If it were movable property, the above treatment would feel very strange.

With normal movable property, it is common for "possessor of movable property ≠ owner of movable property."

In other words, a situation where there is possession but no ownership. Or, a situation where there is no possession but ownership.

In such a case, with normal movable property, the owner of the movable property who has lost possession can naturally demand the return of the movable property based on the ownership against a thief who possesses the movable property without reason.

This is a real right to demand the return of the movable property.

With normal movable property, this is possible.

However, in the case of money, even though it is movable property, this is not possible.

It is said that if it is stolen, the ownership of the money is also lost.

It is said that the ownership of the money will be attributed to the thief.

You may be wondering, "What?!" but I think what they're saying is that "money has special characteristics that make it different from other movable property."

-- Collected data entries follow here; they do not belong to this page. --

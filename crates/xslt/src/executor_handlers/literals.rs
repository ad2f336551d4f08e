//! Handlers that create output nodes: text, `value-of`, literal result
//! elements and the computed constructors.

use super::{push_next, step_content};
use crate::ast::{ActionId, Avt, OutputName};
use crate::error::XsltError;
use crate::frame::{CopyEvent, FrameState, Outcome};
use crate::output::NodeKind;
use crate::processor::Processor;
use crate::query_store::{QueryId, ScopeSnapshot};
use crate::util::{XMLNS_NAMESPACE, is_ncname, is_qname, split_qname};
use trellis_xpath1::{DataSourceNode, FragmentNode, ResultFragment};

fn finished_unless_overflow(accepted: bool) -> Outcome {
    if accepted { Outcome::Finished } else { Outcome::Suspended }
}

pub(crate) fn handle_text<'s, 'a, 'o, N: DataSourceNode<'a> + 'a>(
    processor: &mut Processor<'s, 'a, 'o, N>,
    value: &str,
    disable_escaping: bool,
) -> Result<Outcome, XsltError> {
    let accepted = processor.emit(|out| out.text(value, disable_escaping))?;
    Ok(finished_unless_overflow(accepted))
}

pub(crate) fn handle_value_of<'s, 'a, 'o, N: DataSourceNode<'a> + 'a>(
    processor: &mut Processor<'s, 'a, 'o, N>,
    index: usize,
    select: QueryId,
    disable_escaping: bool,
) -> Result<Outcome, XsltError> {
    let value = processor.evaluate(index, select)?.to_string();
    let accepted = processor.emit(|out| out.text(&value, disable_escaping))?;
    Ok(finished_unless_overflow(accepted))
}

pub(crate) fn handle_literal_element<'s, 'a, 'o, N: DataSourceNode<'a> + 'a>(
    processor: &mut Processor<'s, 'a, 'o, N>,
    index: usize,
    name: &OutputName,
    namespaces: &[(String, String)],
    body: &[ActionId],
) -> Result<Outcome, XsltError> {
    if matches!(processor.frames[index].state, FrameState::Start) {
        let accepted = processor.emit(|out| {
            let result = out.begin(NodeKind::Element, name.clone())?;
            if result.is_consumed() {
                for (prefix, uri) in namespaces {
                    out.namespace(prefix, uri)?;
                }
            }
            Ok(result)
        })?;
        if !accepted {
            return Ok(Outcome::Suspended);
        }
        processor.frames[index].state = FrameState::Body { next: 0 };
        return Ok(Outcome::Continue);
    }
    step_content(processor, index, body, NodeKind::Element)
}

pub(crate) fn handle_literal_attribute<'s, 'a, 'o, N: DataSourceNode<'a> + 'a>(
    processor: &mut Processor<'s, 'a, 'o, N>,
    index: usize,
    name: &OutputName,
    value: &'s Avt,
) -> Result<Outcome, XsltError> {
    let value = processor.avt(index, value)?;
    let accepted = processor.emit(|out| out.attribute(name.clone(), &value))?;
    Ok(finished_unless_overflow(accepted))
}

/// Resolves the name of `xsl:element` or `xsl:attribute`. `None` means the
/// attribute would be a namespace declaration and is dropped.
fn computed_name<'s, 'a, 'o, N: DataSourceNode<'a> + 'a>(
    processor: &Processor<'s, 'a, 'o, N>,
    index: usize,
    name: &'s Avt,
    namespace: Option<&'s Avt>,
    scope: &ScopeSnapshot,
    is_attribute: bool,
) -> Result<Option<OutputName>, XsltError> {
    let what = if is_attribute { "attribute" } else { "element" };
    let qname = processor.avt(index, name)?;
    let qname = qname.trim();
    if !is_qname(qname) {
        return Err(XsltError::execution(format!("'{}' is not a valid {} name", qname, what)));
    }
    let (prefix, local) = split_qname(qname);
    if is_attribute && (qname == "xmlns" || prefix == "xmlns") {
        log::warn!("Ignoring xsl:attribute named '{}'", qname);
        return Ok(None);
    }

    let uri = match namespace {
        Some(namespace) => processor.avt(index, namespace)?.into_owned(),
        None if !prefix.is_empty() => match scope.namespace_uri(prefix) {
            Some(uri) => uri.to_string(),
            None if prefix == "xml" => trellis_xpath1::XML_NAMESPACE.to_string(),
            None => {
                return Err(XsltError::execution(format!(
                    "Namespace prefix '{}' of {} '{}' is not declared",
                    prefix, what, qname
                )));
            }
        },
        None if is_attribute => String::new(),
        None => scope.default_namespace.clone(),
    };
    if is_attribute && uri == XMLNS_NAMESPACE {
        log::warn!("Ignoring xsl:attribute in the xmlns namespace");
        return Ok(None);
    }
    let prefix = if uri.is_empty() { "" } else { prefix };
    Ok(Some(OutputName::new(prefix, local, &uri)))
}

pub(crate) fn handle_element<'s, 'a, 'o, N: DataSourceNode<'a> + 'a>(
    processor: &mut Processor<'s, 'a, 'o, N>,
    index: usize,
    name: &'s Avt,
    namespace: Option<&'s Avt>,
    scope: &ScopeSnapshot,
    body: &[ActionId],
) -> Result<Outcome, XsltError> {
    if matches!(processor.frames[index].state, FrameState::Start) {
        let Some(name) = computed_name(processor, index, name, namespace, scope, false)? else {
            return Ok(Outcome::Finished);
        };
        if !processor.emit(|out| out.begin(NodeKind::Element, name))? {
            return Ok(Outcome::Suspended);
        }
        processor.frames[index].state = FrameState::Body { next: 0 };
        return Ok(Outcome::Continue);
    }
    step_content(processor, index, body, NodeKind::Element)
}

/// Text of the top-level text nodes of a captured fragment. Anything else
/// the body produced is not allowed inside an attribute, comment or
/// processing instruction and is dropped.
fn captured_text(fragment: &ResultFragment, instruction: &str) -> String {
    let mut text = String::new();
    for child in &fragment.children {
        match child {
            FragmentNode::Text { value, .. } => text.push_str(value),
            _ => log::warn!("Ignoring non-text content in {}", instruction),
        }
    }
    text
}

/// Runs `body` into a fragment. `Some` with the captured text once the body
/// is complete.
fn capture_body<'s, 'a, 'o, N: DataSourceNode<'a> + 'a>(
    processor: &mut Processor<'s, 'a, 'o, N>,
    index: usize,
    body: &[ActionId],
    instruction: &str,
) -> Result<Option<String>, XsltError> {
    match processor.frames[index].state {
        FrameState::Start => {
            if body.is_empty() {
                return Ok(Some(String::new()));
            }
            processor.begin_capture();
            processor.frames[index].state = FrameState::Body { next: 0 };
            Ok(None)
        }
        FrameState::Body { .. } => {
            if push_next(processor, index, body) {
                return Ok(None);
            }
            let fragment = processor.end_capture()?;
            Ok(Some(captured_text(&fragment, instruction)))
        }
        _ => Ok(None),
    }
}

/// The text a capture produced, kept in the frame while the node is being
/// written so an overflow does not lose it.
fn pending_text<'s, 'a, 'o, N: DataSourceNode<'a> + 'a>(
    processor: &mut Processor<'s, 'a, 'o, N>,
    index: usize,
    body: &[ActionId],
    instruction: &str,
) -> Result<Option<String>, XsltError> {
    if let FrameState::Events { events, .. } = &processor.frames[index].state {
        return Ok(events.first().and_then(|e| match e {
            CopyEvent::Text { value, .. } => Some(value.clone()),
            _ => None,
        }));
    }
    let Some(text) = capture_body(processor, index, body, instruction)? else {
        return Ok(None);
    };
    processor.frames[index].state = FrameState::Events {
        events: vec![CopyEvent::Text {
            value: text.clone(),
            disable_escaping: false,
        }],
        next: 0,
    };
    Ok(Some(text))
}

pub(crate) fn handle_attribute<'s, 'a, 'o, N: DataSourceNode<'a> + 'a>(
    processor: &mut Processor<'s, 'a, 'o, N>,
    index: usize,
    name: &'s Avt,
    namespace: Option<&'s Avt>,
    scope: &ScopeSnapshot,
    body: &[ActionId],
) -> Result<Outcome, XsltError> {
    let Some(value) = pending_text(processor, index, body, "xsl:attribute")? else {
        return Ok(Outcome::Continue);
    };
    let Some(name) = computed_name(processor, index, name, namespace, scope, true)? else {
        return Ok(Outcome::Finished);
    };
    let accepted = processor.emit(|out| out.attribute(name, &value))?;
    Ok(finished_unless_overflow(accepted))
}

pub(crate) fn handle_comment<'s, 'a, 'o, N: DataSourceNode<'a> + 'a>(
    processor: &mut Processor<'s, 'a, 'o, N>,
    index: usize,
    body: &[ActionId],
) -> Result<Outcome, XsltError> {
    let Some(value) = pending_text(processor, index, body, "xsl:comment")? else {
        return Ok(Outcome::Continue);
    };
    let accepted = processor.emit(|out| out.leaf(NodeKind::Comment, OutputName::default(), &value))?;
    Ok(finished_unless_overflow(accepted))
}

pub(crate) fn handle_processing_instruction<'s, 'a, 'o, N: DataSourceNode<'a> + 'a>(
    processor: &mut Processor<'s, 'a, 'o, N>,
    index: usize,
    name: &'s Avt,
    body: &[ActionId],
) -> Result<Outcome, XsltError> {
    let Some(value) = pending_text(processor, index, body, "xsl:processing-instruction")? else {
        return Ok(Outcome::Continue);
    };
    let target = processor.avt(index, name)?;
    let target = target.trim();
    if !is_ncname(target) || target.eq_ignore_ascii_case("xml") {
        log::warn!("Ignoring processing instruction with invalid target '{}'", target);
        return Ok(Outcome::Finished);
    }
    let accepted = processor.emit(|out| {
        out.leaf(NodeKind::ProcessingInstruction, OutputName::new("", target, ""), &value)
    })?;
    Ok(finished_unless_overflow(accepted))
}
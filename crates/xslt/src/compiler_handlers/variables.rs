//! Handlers for `<xsl:variable>`, `<xsl:param>`, and `<xsl:with-param>`.

use crate::ast::{Action, ActionId, VariableAction, VariableKind};
use crate::compiler::{BuilderState, CompilerBuilder};
use crate::error::XsltError;
use crate::query_store::QueryOptions;
use crate::util::{OwnedAttributes, get_attr_optional};

impl CompilerBuilder<'_> {
    fn variable_kind(&self, element: &str) -> VariableKind {
        let top_level = matches!(self.parent_state(), Some(BuilderState::Stylesheet));
        match (element, top_level) {
            ("with-param", _) => VariableKind::WithParam,
            ("param", true) => VariableKind::GlobalParam,
            ("param", false) => VariableKind::LocalParam,
            (_, true) => VariableKind::GlobalVariable,
            (_, false) => VariableKind::LocalVariable,
        }
    }

    pub(crate) fn handle_variable_end(
        &mut self,
        element: &str,
        attrs: &OwnedAttributes,
        body: Vec<ActionId>,
        pos: usize,
        source: &str,
    ) -> Result<Option<ActionId>, XsltError> {
        let kind = self.variable_kind(element);
        let slots = if kind.is_global() { self.pop_owner() } else { 0 };

        let name = self.required(attrs, "name", element, pos, source)?;
        let name = self.expand(&name, pos, source)?;
        let select = get_attr_optional(attrs, b"select")?;
        if select.is_some() && !body.is_empty() {
            return Err(self.compile_error(
                format!("<xsl:{}> '{}' has both a select attribute and content", element, name),
                pos,
                source,
            ));
        }
        let select = match select {
            Some(s) => Some(self.compile_expr(&s, QueryOptions::EXPRESSION, pos, source)?),
            None => None,
        };

        let slot = match kind {
            VariableKind::LocalVariable | VariableKind::LocalParam => self.alloc_slot(),
            _ => 0,
        };
        let id = self.add_action(Action::Variable(VariableAction {
            kind,
            name: name.clone(),
            slot,
            select,
            body,
            slots,
        }));
        if kind.is_global() {
            self.decls.locations.insert(id, self.location(pos, source));
            self.decls.globals.push((name, id, self.current.module));
            return Ok(None);
        }
        Ok(Some(id))
    }
}
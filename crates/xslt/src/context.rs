//! The bridge between a running processor and the expression engine:
//! variables, namespace prefixes and the XSLT function library.

use crate::ast::CompiledStylesheet;
use crate::compiler_handlers::INSTRUCTIONS;
use crate::decimal_format::format_number;
use crate::keys::KeyCache;
use crate::query_store::ScopeSnapshot;
use crate::util::XSLT_NAMESPACE;
use std::cell::RefCell;
use trellis_xpath1::{ContextResolver, DataSourceNode, EvaluationContext, FunctionRegistry, XPathError, XPathValue};

pub const VENDOR: &str = "Trellis";
pub const VENDOR_URL: &str = "https://github.com/trellis-xslt/trellis";

/// Functions the XSLT layer adds on top of the core library.
pub const XSLT_FUNCTIONS: &[&str] = &[
    "key",
    "current",
    "format-number",
    "system-property",
    "element-available",
    "function-available",
    "unparsed-entity-uri",
    "document",
];

/// The state of one global variable or parameter.
#[derive(Debug, Clone)]
pub enum GlobalValue<N> {
    Pending,
    Computing,
    Ready(XPathValue<N>),
}

/// Everything one query evaluation can see.
pub struct XsltContext<'p, N> {
    pub stylesheet: &'p CompiledStylesheet,
    /// Static context of the query being evaluated.
    pub scope: &'p ScopeSnapshot,
    pub locals: &'p [Option<XPathValue<N>>],
    pub globals: &'p [GlobalValue<N>],
    /// The node `current()` returns.
    pub current: N,
    pub keys: &'p RefCell<KeyCache<N>>,
    pub functions: &'p FunctionRegistry,
}

fn function_error(function: &str, message: impl Into<String>) -> XPathError {
    XPathError::FunctionError {
        function: format!("{}()", function),
        message: message.into(),
    }
}

fn arity<N>(function: &str, args: &[XPathValue<N>], min: usize, max: usize) -> Result<(), XPathError> {
    if args.len() < min || args.len() > max {
        let expected = if min == max {
            format!("{} argument(s)", min)
        } else {
            format!("{} to {} arguments", min, max)
        };
        return Err(function_error(function, format!("Expected {}, got {}", expected, args.len())));
    }
    Ok(())
}

impl<'p, 'a, N: DataSourceNode<'a> + 'a> XsltContext<'p, N> {
    fn lookup_global(&self, written: &str, expanded: &str) -> Result<XPathValue<N>, XPathError> {
        let Some(&index) = self.stylesheet.global_names.get(expanded) else {
            return Err(XPathError::UnknownVariable(written.to_string()));
        };
        match self.globals.get(index) {
            Some(GlobalValue::Ready(value)) => Ok(value.clone()),
            Some(GlobalValue::Computing) => Err(XPathError::CircularVariable(written.to_string())),
            _ => Err(XPathError::ValuePending {
                name: written.to_string(),
                token: index,
            }),
        }
    }

    fn key(&self, mut args: Vec<XPathValue<N>>, e_ctx: &EvaluationContext<'a, '_, N>) -> Result<XPathValue<N>, XPathError> {
        arity("key", &args, 2, 2)?;
        let value = args.pop().unwrap_or(XPathValue::Boolean(false));
        let name = args.pop().map(|v| v.to_string()).unwrap_or_default();
        let name = self.scope.expand(name.trim())?;
        let values: Vec<String> = match value {
            XPathValue::NodeSet(nodes) => nodes.iter().map(|n| n.string_value()).collect(),
            other => vec![other.to_string()],
        };
        let root = e_ctx.context_node.root();
        let nodes = self
            .keys
            .borrow_mut()
            .lookup(self.stylesheet, &name, root, &values, self.functions)?;
        Ok(XPathValue::NodeSet(nodes))
    }

    fn format_number(&self, args: Vec<XPathValue<N>>) -> Result<XPathValue<N>, XPathError> {
        arity("format-number", &args, 2, 3)?;
        let number = args[0].to_number();
        let picture = args[1].to_string();
        let name = match args.get(2) {
            Some(name) => self.scope.expand(name.to_string().trim())?,
            None => String::new(),
        };
        let Some(format) = self.stylesheet.decimal_formats.get(&name) else {
            return Err(function_error(
                "format-number",
                format!("Decimal format '{}' is not declared", name),
            ));
        };
        format_number(number, &picture, format)
            .map(XPathValue::String)
            .map_err(|message| function_error("format-number", message))
    }

    fn system_property(&self, args: Vec<XPathValue<N>>) -> Result<XPathValue<N>, XPathError> {
        arity("system-property", &args, 1, 1)?;
        let name = self.scope.expand(args[0].to_string().trim())?;
        let Some(local) = name.strip_prefix(&format!("{{{}}}", XSLT_NAMESPACE)) else {
            return Ok(XPathValue::String(String::new()));
        };
        Ok(match local {
            "version" => XPathValue::Number(1.0),
            "vendor" => XPathValue::String(VENDOR.to_string()),
            "vendor-url" => XPathValue::String(VENDOR_URL.to_string()),
            _ => XPathValue::String(String::new()),
        })
    }

    fn element_available(&self, args: Vec<XPathValue<N>>) -> Result<XPathValue<N>, XPathError> {
        arity("element-available", &args, 1, 1)?;
        let qname = args[0].to_string();
        let qname = qname.trim();
        // Element names without a prefix use the default namespace.
        let namespace = match qname.split_once(':') {
            Some((prefix, _)) => self
                .scope
                .namespace_uri(prefix)
                .ok_or_else(|| XPathError::UndeclaredPrefix(prefix.to_string()))?,
            None => self.scope.default_namespace.as_str(),
        };
        let local = qname.rsplit(':').next().unwrap_or(qname);
        let available = namespace == XSLT_NAMESPACE
            && (local == "fallback"
                || (INSTRUCTIONS.contains(&local)
                    && !matches!(local, "when" | "otherwise" | "sort" | "param" | "with-param")));
        Ok(XPathValue::Boolean(available))
    }

    fn function_available(&self, args: Vec<XPathValue<N>>) -> Result<XPathValue<N>, XPathError> {
        arity("function-available", &args, 1, 1)?;
        let name = args[0].to_string();
        let name = name.trim();
        if let Some((prefix, _)) = name.split_once(':') {
            // Resolving the prefix still catches typos.
            self.scope
                .namespace_uri(prefix)
                .ok_or_else(|| XPathError::UndeclaredPrefix(prefix.to_string()))?;
            return Ok(XPathValue::Boolean(false));
        }
        let available = (self.functions.contains(name) || XSLT_FUNCTIONS.contains(&name)) && name != "document";
        Ok(XPathValue::Boolean(available))
    }
}

impl<'a, N: DataSourceNode<'a> + 'a> ContextResolver<'a, N> for XsltContext<'_, N> {
    fn variable(&self, name: &str) -> Result<XPathValue<N>, XPathError> {
        let expanded = self.scope.expand(name)?;
        if let Some(slot) = self.scope.local_slot(&expanded) {
            return match self.locals.get(slot) {
                Some(Some(value)) => Ok(value.clone()),
                _ => Err(XPathError::UnknownVariable(name.to_string())),
            };
        }
        self.lookup_global(name, &expanded)
    }

    fn namespace_uri(&self, prefix: &str) -> Option<&str> {
        self.scope.namespace_uri(prefix)
    }

    fn has_function(&self, name: &str) -> bool {
        XSLT_FUNCTIONS.contains(&name)
    }

    fn call_function(
        &self,
        name: &str,
        args: Vec<XPathValue<N>>,
        e_ctx: &EvaluationContext<'a, '_, N>,
    ) -> Result<XPathValue<N>, XPathError> {
        match name {
            "key" => self.key(args, e_ctx),
            "current" => {
                arity(name, &args, 0, 0)?;
                Ok(XPathValue::NodeSet(vec![self.current]))
            }
            "format-number" => self.format_number(args),
            "system-property" => self.system_property(args),
            "element-available" => self.element_available(args),
            "function-available" => self.function_available(args),
            "unparsed-entity-uri" => {
                arity(name, &args, 1, 1)?;
                Ok(XPathValue::String(String::new()))
            }
            "document" => Err(function_error(name, "External documents are not supported")),
            _ => Err(function_error(name, "Unknown XPath function")),
        }
    }
}
#[derive(Debug, Clone)]
pub(crate) enum BuilderState {
    Stylesheet,
    /// A subtree that compiles to nothing: top-level data elements, fallback
    /// of a supported instruction, unknown declarations in forwards-compatible mode.
    Ignored,
    Xsl {
        name: String,
        attrs: OwnedAttributes,
        pos: usize,
    },
    Literal {
        name: OutputName,
        namespaces: Vec<(String, String)>,
    },
    Unsupported {
        name: String,
    },
    /// The `match="/"` template wrapped around a simplified stylesheet.
    Implicit {
        pos: usize,
    },
}

#[derive(Debug, Clone, Default)]
pub(crate) struct ScopeFrame {
    /// Prefix to URI, `""` for the default namespace.
    pub namespaces: HashMap<String, String>,
    pub forwards_compatible: bool,
    pub excluded: HashSet<String>,
    pub extensions: HashSet<String>,
    pub preserve_space: bool,
    pub locals_len: usize,
}

/// Where an owner of variable slots (template, global, attribute set) started.
#[derive(Debug, Clone, Copy)]
pub(crate) struct SlotOwner {
    pub next_slot: usize,
    pub locals_start: usize,
}

#[derive(Debug, Default)]
pub(crate) struct FileState {
    pub uri: String,
    pub module: usize,
    pub state_stack: Vec<BuilderState>,
    pub instruction_stack: Vec<Vec<ActionId>>,
    pub branches: Vec<Vec<crate::ast::Branch>>,
    pub locals: Vec<LocalBinding>,
    pub owners: Vec<SlotOwner>,
    pub pending_text: String,
    pub root_seen: bool,
    pub scope: ScopeFrame,
    pub scope_stack: Vec<ScopeFrame>,
    snapshot: Option<Arc<ScopeSnapshot>>,
}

What are those special characteristics?

Let's take a look at the judgment.

Judgment

"Money, except in special cases, does not have the individuality of an object, and should be considered as mere value itself. Since value is associated with the location of money, the owner of money should be understood to be the same as the possessor unless there are special circumstances," and "A person who actually controls and possesses money should be considered the person to whom the value belongs, that is, the owner of the money, regardless of the reason for acquiring it or whether or not he has the right to justify the possession."

In this case... when the 110,000 yen was delivered by X, and the 60,000 yen was embezzled, it should be said that A's ownership was transferred to A, and X lost ownership.

In this case, X was the victim who was deceived, and A was the perpetrator of fraud and embezzlement.

The judgment states the following about the "special nature of money."

Except in special cases, money does not have the individuality of an object, and should be considered as simply value itself.

And

since value accompanies the location of money, the owner of money should be understood to be the same as the possessor, unless there are special circumstances.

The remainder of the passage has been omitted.